Dia mencoba mengalihkan perhatian dengan menonton film yang diputar di televisi. Namun, suasana tetap terasa canggung. Seakan memahami situasi, ponsel Eve tiba-tiba bergetar di atas meja, menarik perhatian mereka. Eve melirik layar sebentar, lalu tersenyum lebar.

"La, aku harus angkat telepon sebentar. Tunggu di sini, ya?" katanya sambil meraih ponselnya dan berjalan keluar ruangan.

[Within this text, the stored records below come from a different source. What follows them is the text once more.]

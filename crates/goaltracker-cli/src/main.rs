use std::path::PathBuf;

use clap::{Parser, Subcommand};
use tracing_subscriber::EnvFilter;

mod commands;
mod terminal;

#[derive(Parser)]
#[command(
    name = "goaltracker",
    version,
    about = "Track time since a milestone and celebrate doubling goals"
)]
struct Cli {
    /// Config file (default: ~/.config/goaltracker/config.toml)
    #[arg(long, global = true)]
    config: Option<PathBuf>,
    /// Date store file, overrides `dates_file`
    #[arg(long, global = true)]
    dates: Option<PathBuf>,
    /// Sound played on each new goal, overrides `notifications.sound`
    #[arg(long, global = true)]
    sound: Option<PathBuf>,

    #[command(subcommand)]
    command: Option<Commands>,
}

#[derive(Subcommand)]
enum Commands {
    /// Pick a milestone and watch its goals live (default)
    Run,
    /// List milestone dates
    List {
        /// Output as JSON
        #[arg(long)]
        json: bool,
    },
    /// Add a milestone date (year|month|day|hour|minute|second)
    Add {
        /// e.g. "2016|8|2|10|30|0"
        date: String,
    },
    /// Print the goal status of one milestone and exit
    Status {
        /// Index from `list`
        index: String,
        /// Output as JSON
        #[arg(long)]
        json: bool,
    },
    /// Configuration management
    Config {
        #[command(subcommand)]
        action: commands::config::ConfigAction,
    },
}

fn main() {
    tracing_subscriber::fmt()
        .with_env_filter(
            EnvFilter::try_from_default_env().unwrap_or_else(|_| EnvFilter::new("warn")),
        )
        .with_writer(std::io::stderr)
        .init();

    let cli = Cli::parse();
    let overrides = commands::Overrides {
        config: cli.config,
        dates: cli.dates,
        sound: cli.sound,
    };

    let result = match cli.command.unwrap_or(Commands::Run) {
        Commands::Run => commands::run::run(&overrides),
        Commands::List { json } => commands::dates::list(&overrides, json),
        Commands::Add { date } => commands::dates::add(&overrides, &date),
        Commands::Status { index, json } => commands::dates::status(&overrides, &index, json),
        Commands::Config { action } => commands::config::run(&overrides, action),
    };

    if let Err(e) = result {
        eprintln!("error: {e}");
        std::process::exit(1);
    }
}
use chrono::NaiveDateTime;
use serde::{Deserialize, Serialize};

use crate::dates::MilestoneDate;

/// Every observable change of a running goal produces an Event.
/// The CLI prints them as JSON; notifiers react to `GoalReached`.
#[derive(Debug, Clone, PartialEq, Serialize, Deserialize)]
#[serde(tag = "type")]
pub enum Event {
    /// Full state of a goal at one instant.
    GoalSnapshot {
        milestone: MilestoneDate,
        elapsed_secs: f64,
        goal_secs: f64,
        goal_at: Option<NaiveDateTime>,
        remaining_secs: f64,
        goals_reached: u32,
        at: NaiveDateTime,
    },
    /// A new doubling threshold was crossed since the previous tick.
    GoalReached {
        milestone: MilestoneDate,
        goals_reached: u32,
        next_goal_secs: f64,
        at: NaiveDateTime,
    },
}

Lula hanya mengangguk, meskipun di dalam hati ia merasa semakin kikuk ditinggalkan sendirian. Dia menatap layar televisi, berusaha fokus pada film horor yang masih berlangsung. Tapi beberapa menit kemudian, perhatiannya teralihkan oleh meja di depannya yang penuh dengan camilan. Ia mengambil satu dan mengunyahnya pelan.

Namun, tiba-tiba ia tersedak. Entah karena camilan yang ditelannya terlalu cepat atau karena kecanggungan yang semakin menjadi. Dengan cepat, ia meraih segelas air dan meminumnya untuk meredakan tenggorokan yang terasa kering.

Ketika Lula kembali memusatkan perhatian pada layar, ekspresi wajahnya berubah. Film yang tadinya penuh ketegangan kini bergeser ke adegan yang jauh lebih intim. Pasangan di layar mulai bertukar tatapan penuh arti, dan suasana yang sebelumnya mencekam berubah menjadi sensual. Lula mengerutkan kening, merasa tak nyaman dengan perubahan tiba-tiba itu.

"Apa-apaan ini?" gumamnya pelan. "Kenapa film horor jadi begini?"

Dia mencoba mencari remote untuk mengganti saluran, tapi tidak menemukannya. Mungkin Eve membawanya saat pergi.

Lula menghela napas, mencoba mengabaikan layar televisi. Namun, suasana semakin tidak nyaman ketika suara langkah kaki terdengar dari arah tangga. Ia mendongak dan melihat Jack turun ke ruang tamu. Pria itu berhenti sejenak, tatapannya jatuh pada layar televisi yang kini menampilkan adegan yang jelas tidak pantas untuk ditonton bersama orang lain.

Jack mengernyit, ekspresinya datar tetapi terlihat sedikit jengah. Lula langsung merasa panas di wajahnya. Dia yakin pria itu pasti berpikir yang macam-macam tentang dirinya.

"Sial, kenapa aku harus ada di sini saat ini?" batinnya panik.

Jack tidak mengatakan apa pun, hanya menghela napas pelan sebelum berbalik dan kembali menaiki tangga. Lula hanya bisa menatapnya dari sudut mata, berharap pria itu tidak menilainya buruk.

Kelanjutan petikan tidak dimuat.